#### [EXERCISE BRIEF]
Search the records for the word "system". Copy every line where it appears.

[Dataset records]
┌────────

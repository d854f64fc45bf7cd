use std::{env, fs, path::PathBuf};

const SHADERS: &[(&str, shaderc::ShaderKind)] = &[
    ("triangle.vert", shaderc::ShaderKind::Vertex),
    ("triangle.frag", shaderc::ShaderKind::Fragment),
];

fn main() {
    let out = PathBuf::from(env::var("OUT_DIR").expect("OUT_DIR"));
    let src_dir = PathBuf::from(env::var("CARGO_MANIFEST_DIR").expect("CARGO_MANIFEST_DIR"))
        .join("shaders");

    let comp = shaderc::Compiler::new().expect("shaderc compiler");
    let mut opts = shaderc::CompileOptions::new().expect("shaderc options");
    opts.set_target_env(
        shaderc::TargetEnv::Vulkan,
        shaderc::EnvVersion::Vulkan1_0 as u32,
    );
    opts.set_optimization_level(shaderc::OptimizationLevel::Performance);

    for &(name, kind) in SHADERS {
        let path = src_dir.join(name);
        println!("cargo:rerun-if-changed={}", path.display());

        let src = fs::read_to_string(&path)
            .unwrap_or_else(|e| panic!("read {}: {e}", path.display()));
        let spv = comp
            .compile_into_spirv(&src, kind, name, "main", Some(&opts))
            .unwrap_or_else(|e| panic!("compile {name}: {e}"));
        if spv.get_num_warnings() > 0 {
            println!("cargo:warning={name}: {}", spv.get_warning_messages());
        }

        fs::write(out.join(format!("{name}.spv")), spv.as_binary_u8())
            .unwrap_or_else(|e| panic!("write {name}.spv: {e}"));
    }

    println!("cargo:rerun-if-changed=build.rs");
}
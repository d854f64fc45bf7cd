// SPDX-License-Identifier: CEPL-1.0
use anyhow::{Context, Result};
use ash::ext::debug_utils;
use ash::{vk, Entry, Instance};
use raw_window_handle::RawDisplayHandle;
use std::ffi::{c_char, c_void, CStr, CString};
use tracing::{debug, error, info, trace, warn};

use crate::error::SetupError;

pub(crate) const VALIDATION_LAYER: &CStr = c"VK_LAYER_KHRONOS_validation";
const ENGINE_NAME: &CStr = c"kronic";

pub(crate) fn ext_name(p: &vk::ExtensionProperties) -> &CStr {
    // driver-filled, always NUL terminated within the array
    unsafe { CStr::from_ptr(p.extension_name.as_ptr()) }
}

fn layer_name(p: &vk::LayerProperties) -> &CStr {
    unsafe { CStr::from_ptr(p.layer_name.as_ptr()) }
}

/// Names from `required` that no entry of `available` reports, in request order.
pub(crate) fn missing<'r, T>(
    required: &[&'r CStr],
    available: &[T],
    name_of: fn(&T) -> &CStr,
) -> Vec<&'r CStr> {
    required
        .iter()
        .copied()
        .filter(|want| !available.iter().any(|a| name_of(a) == *want))
        .collect()
}

pub(crate) fn message_type_label(types: vk::DebugUtilsMessageTypeFlagsEXT) -> &'static str {
    if types.contains(vk::DebugUtilsMessageTypeFlagsEXT::VALIDATION) {
        "Validation"
    } else if types.contains(vk::DebugUtilsMessageTypeFlagsEXT::PERFORMANCE) {
        "Performance"
    } else {
        "General"
    }
}

unsafe extern "system" fn debug_callback(
    severity: vk::DebugUtilsMessageSeverityFlagsEXT,
    types: vk::DebugUtilsMessageTypeFlagsEXT,
    data: *const vk::DebugUtilsMessengerCallbackDataEXT,
    _user: *mut c_void,
) -> vk::Bool32 {
    if data.is_null() || (*data).p_message.is_null() {
        return vk::FALSE;
    }
    let msg = CStr::from_ptr((*data).p_message).to_string_lossy();
    let kind = message_type_label(types);

    if severity.contains(vk::DebugUtilsMessageSeverityFlagsEXT::ERROR) {
        error!(target: "vulkan", "{kind}: {msg}");
    } else if severity.contains(vk::DebugUtilsMessageSeverityFlagsEXT::WARNING) {
        warn!(target: "vulkan", "{kind}: {msg}");
    } else if severity.contains(vk::DebugUtilsMessageSeverityFlagsEXT::INFO) {
        debug!(target: "vulkan", "{kind}: {msg}");
    } else {
        trace!(target: "vulkan", "{kind}: {msg}");
    }

    vk::FALSE
}

fn messenger_create_info() -> vk::DebugUtilsMessengerCreateInfoEXT<'static> {
    vk::DebugUtilsMessengerCreateInfoEXT {
        s_type: vk::StructureType::DEBUG_UTILS_MESSENGER_CREATE_INFO_EXT,
        message_severity: vk::DebugUtilsMessageSeverityFlagsEXT::VERBOSE
            | vk::DebugUtilsMessageSeverityFlagsEXT::WARNING
            | vk::DebugUtilsMessageSeverityFlagsEXT::ERROR,
        message_type: vk::DebugUtilsMessageTypeFlagsEXT::GENERAL
            | vk::DebugUtilsMessageTypeFlagsEXT::VALIDATION
            | vk::DebugUtilsMessageTypeFlagsEXT::PERFORMANCE,
        pfn_user_callback: Some(debug_callback),
        ..Default::default()
    }
}

unsafe fn check_validation_layer_support(entry: &Entry) -> Result<()> {
    let layers = entry
        .enumerate_instance_layer_properties()
        .context("enumerate_instance_layer_properties")?;

    if let Some(layer) = missing(&[VALIDATION_LAYER], &layers, layer_name).first() {
        error!("vk: could not find layer support: {}", layer.to_string_lossy());
        return Err(SetupError::ValidationLayersUnavailable {
            layer: layer.to_string_lossy().into_owned(),
        }
        .into());
    }
    Ok(())
}

/// Window-system extensions for `display`, plus debug utils when validating.
unsafe fn required_extensions(
    display: RawDisplayHandle,
    validation: bool,
) -> Result<Vec<&'static CStr>> {
    let wsi = ash_window::enumerate_required_extensions(display)
        .context("enumerate_required_extensions")?;
    let mut exts: Vec<&'static CStr> = wsi.iter().map(|&p| CStr::from_ptr(p)).collect();
    if validation {
        exts.push(debug_utils::NAME);
    }
    Ok(exts)
}

pub(crate) unsafe fn create_instance(
    entry: &Entry,
    display: RawDisplayHandle,
    app_name: &str,
    validation: bool,
) -> Result<Instance> {
    if validation {
        check_validation_layer_support(entry)?;
    }

    let app_name = CString::new(app_name).context("application name contains a NUL byte")?;
    let app_info = vk::ApplicationInfo {
        s_type: vk::StructureType::APPLICATION_INFO,
        p_application_name: app_name.as_ptr(),
        application_version: vk::make_api_version(0, 1, 0, 0),
        p_engine_name: ENGINE_NAME.as_ptr(),
        engine_version: vk::make_api_version(0, 1, 0, 0),
        api_version: vk::API_VERSION_1_0,
        ..Default::default()
    };

    let required = required_extensions(display, validation)?;
    let available = entry
        .enumerate_instance_extension_properties(None)
        .context("enumerate_instance_extension_properties")?;
    let absent = missing(&required, &available, ext_name);
    for ext in &required {
        if absent.contains(ext) {
            warn!("vk: required instance extension not found: {}", ext.to_string_lossy());
        } else {
            info!("vk: found required instance extension: {}", ext.to_string_lossy());
        }
    }

    let ext_ptrs: Vec<*const c_char> = required.iter().map(|e| e.as_ptr()).collect();
    let layer_ptrs: Vec<*const c_char> = if validation {
        vec![VALIDATION_LAYER.as_ptr()]
    } else {
        Vec::new()
    };

    // Chained so instance creation/destruction itself is reported too.
    let debug_ci = messenger_create_info();
    let p_next: *const c_void = if validation {
        (&debug_ci as *const vk::DebugUtilsMessengerCreateInfoEXT).cast()
    } else {
        std::ptr::null()
    };

    let create_info = vk::InstanceCreateInfo {
        s_type: vk::StructureType::INSTANCE_CREATE_INFO,
        p_next,
        p_application_info: &app_info,
        enabled_extension_count: ext_ptrs.len() as u32,
        pp_enabled_extension_names: ext_ptrs.as_ptr(),
        enabled_layer_count: layer_ptrs.len() as u32,
        pp_enabled_layer_names: layer_ptrs.as_ptr(),
        ..Default::default()
    };

    entry
        .create_instance(&create_info, None)
        .context("create_instance")
}

pub(crate) struct DebugMessenger {
    loader: debug_utils::Instance,
    handle: vk::DebugUtilsMessengerEXT,
}

impl DebugMessenger {
    pub(crate) unsafe fn new(entry: &Entry, instance: &Instance) -> Result<Self> {
        let loader = debug_utils::Instance::new(entry, instance);
        let handle = loader
            .create_debug_utils_messenger(&messenger_create_info(), None)
            .context("create_debug_utils_messenger")?;
        Ok(Self { loader, handle })
    }

    pub(crate) unsafe fn destroy(&self) {
        self.loader.destroy_debug_utils_messenger(self.handle, None);
    }
}

#[cfg(test)]
mod tests {
    use super::*;

    fn ext(name: &CStr) -> vk::ExtensionProperties {
        let mut p = vk::ExtensionProperties::default();
        for (dst, &src) in p.extension_name.iter_mut().zip(name.to_bytes()) {
            *dst = src as c_char;
        }
        p
    }

    #[test]
    fn missing_reports_only_absent_names_in_order() {
        let available = [ext(c"VK_KHR_surface"), ext(c"VK_KHR_xcb_surface")];
        let required = [c"VK_KHR_surface", c"VK_EXT_debug_utils", c"VK_KHR_wayland_surface"];
        let absent = missing(&required, &available, ext_name);
        assert_eq!(absent, vec![c"VK_EXT_debug_utils", c"VK_KHR_wayland_surface"]);
    }

    #[test]
    fn missing_is_empty_when_everything_is_there() {
        let available = [ext(c"VK_KHR_swapchain")];
        assert!(missing(&[c"VK_KHR_swapchain"], &available, ext_name).is_empty());
        assert!(missing::<vk::ExtensionProperties>(&[], &[], ext_name).is_empty());
    }

    #[test]
    fn prefix_names_do_not_match() {
        let available = [ext(c"VK_KHR_swapchain_mutable_format")];
        assert_eq!(
            missing(&[c"VK_KHR_swapchain"], &available, ext_name),
            vec![c"VK_KHR_swapchain"]
        );
    }

    #[test]
    fn message_types_are_labelled() {
        type T = vk::DebugUtilsMessageTypeFlagsEXT;
        assert_eq!(message_type_label(T::GENERAL), "General");
        assert_eq!(message_type_label(T::VALIDATION), "Validation");
        assert_eq!(message_type_label(T::PERFORMANCE), "Performance");
        assert_eq!(message_type_label(T::VALIDATION | T::PERFORMANCE), "Validation");
        assert_eq!(message_type_label(T::empty()), "General");
    }

    #[test]
    fn messenger_listens_to_everything_but_info() {
        let ci = messenger_create_info();
        assert!(ci.pfn_user_callback.is_some());
        assert!(!ci
            .message_severity
            .contains(vk::DebugUtilsMessageSeverityFlagsEXT::INFO));
        assert!(ci
            .message_type
            .contains(vk::DebugUtilsMessageTypeFlagsEXT::PERFORMANCE));
    }
}
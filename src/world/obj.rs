//! Wavefront OBJ loading (positions, texture coordinates and faces only)
//!
//! Recognised records: `v x y z`, `vt u v`, `f ...` with corners written as
//! `v`, `v/vt`, `v/vt/vn` or `v//vn`. Indices are 1-based; negative indices
//! count back from the end. Faces with more than three corners are split into
//! a triangle fan. Everything else (normals, groups, materials) is skipped.

use std::fs;
use std::path::Path;

use crate::rasterizer::{Face, Vec2, Vec3};
use super::{Mesh, SceneError};

/// One face corner: vertex index and optional texcoord index (both 0-based)
#[derive(Debug, Clone, Copy)]
struct Corner {
    vertex: usize,
    texcoord: Option<usize>,
}

fn obj_error(line: usize, message: impl Into<String>) -> SceneError {
    SceneError::Obj { line, message: message.into() }
}

/// Resolve a 1-based (or negative, relative) OBJ index against `count` items
fn resolve_index(token: &str, count: usize, line: usize) -> Result<usize, SceneError> {
    let raw: i64 = token
        .parse()
        .map_err(|_| obj_error(line, format!("bad index '{}'", token)))?;

    let resolved = match raw {
        0 => return Err(obj_error(line, "index 0 is not valid")),
        r if r > 0 => r - 1,
        r => count as i64 + r,
    };

    if resolved < 0 || resolved >= count as i64 {
        return Err(obj_error(
            line,
            format!("index {} out of range ({} defined)", raw, count),
        ));
    }
    Ok(resolved as usize)
}

fn parse_floats<const N: usize>(parts: &[&str], line: usize, what: &str) -> Result<[f32; N], SceneError> {
    if parts.len() < N {
        return Err(obj_error(line, format!("{} needs {} components", what, N)));
    }
    let mut out = [0.0; N];
    for (slot, token) in out.iter_mut().zip(parts) {
        *slot = token
            .parse()
            .map_err(|_| obj_error(line, format!("bad number '{}' in {}", token, what)))?;
    }
    Ok(out)
}

fn parse_corner(token: &str, vertex_count: usize, texcoord_count: usize, line: usize) -> Result<Corner, SceneError> {
    let mut fields = token.split('/');
    let vertex = match fields.next() {
        Some(v) if !v.is_empty() => resolve_index(v, vertex_count, line)?,
        _ => return Err(obj_error(line, format!("missing vertex index in '{}'", token))),
    };
    let texcoord = match fields.next() {
        Some(t) if !t.is_empty() => Some(resolve_index(t, texcoord_count, line)?),
        _ => None,
    };
    Ok(Corner { vertex, texcoord })
}

/// Parse OBJ text into a mesh. Faces get the default white base color.
pub fn parse_obj(source: &str) -> Result<Mesh, SceneError> {
    let mut vertices: Vec<Vec3> = Vec::new();
    let mut texcoords: Vec<Vec2> = Vec::new();
    let mut faces: Vec<Face> = Vec::new();

    for (i, raw_line) in source.lines().enumerate() {
        let line = i + 1;
        let content = raw_line.split('#').next().unwrap_or("").trim();
        let mut parts = content.split_whitespace();
        let Some(keyword) = parts.next() else { continue };
        let args: Vec<&str> = parts.collect();

        match keyword {
            "v" => {
                let [x, y, z] = parse_floats::<3>(&args, line, "vertex")?;
                vertices.push(Vec3::new(x, y, z));
            }
            "vt" => {
                let [u, v] = parse_floats::<2>(&args, line, "texture coordinate")?;
                texcoords.push(Vec2::new(u, v));
            }
            "f" => {
                if args.len() < 3 {
                    return Err(obj_error(line, "face needs at least 3 corners"));
                }
                let corners = args
                    .iter()
                    .map(|token| parse_corner(token, vertices.len(), texcoords.len(), line))
                    .collect::<Result<Vec<_>, _>>()?;

                let uv = |c: &Corner| c.texcoord.map_or(Vec2::new(0.0, 0.0), |t| texcoords[t]);
                for k in 1..corners.len() - 1 {
                    let (a, b, c) = (&corners[0], &corners[k], &corners[k + 1]);
                    faces.push(Face::new(a.vertex, b.vertex, c.vertex, [uv(a), uv(b), uv(c)]));
                }
            }
            _ => {}
        }
    }

    let mesh = Mesh::new(vertices, faces);
    mesh.validate()?;
    Ok(mesh)
}

/// Load an OBJ file; the mesh is named after the file stem
pub fn load_obj<P: AsRef<Path>>(path: P) -> Result<Mesh, SceneError> {
    let path = path.as_ref();
    let contents = fs::read_to_string(path)?;
    let mut mesh = parse_obj(&contents)?;
    mesh.name = path
        .file_stem()
        .map(|s| s.to_string_lossy().into_owned())
        .unwrap_or_default();
    log::info!(
        "loaded {}: {} vertices, {} faces",
        path.display(),
        mesh.vertices.len(),
        mesh.faces.len()
    );
    Ok(mesh)
}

└────────

#### [ANSWER TO THIS PROBLEM]
unsafe extern "system" fn debug_callback(
/// Window-system extensions for `display`, plus debug utils when validating.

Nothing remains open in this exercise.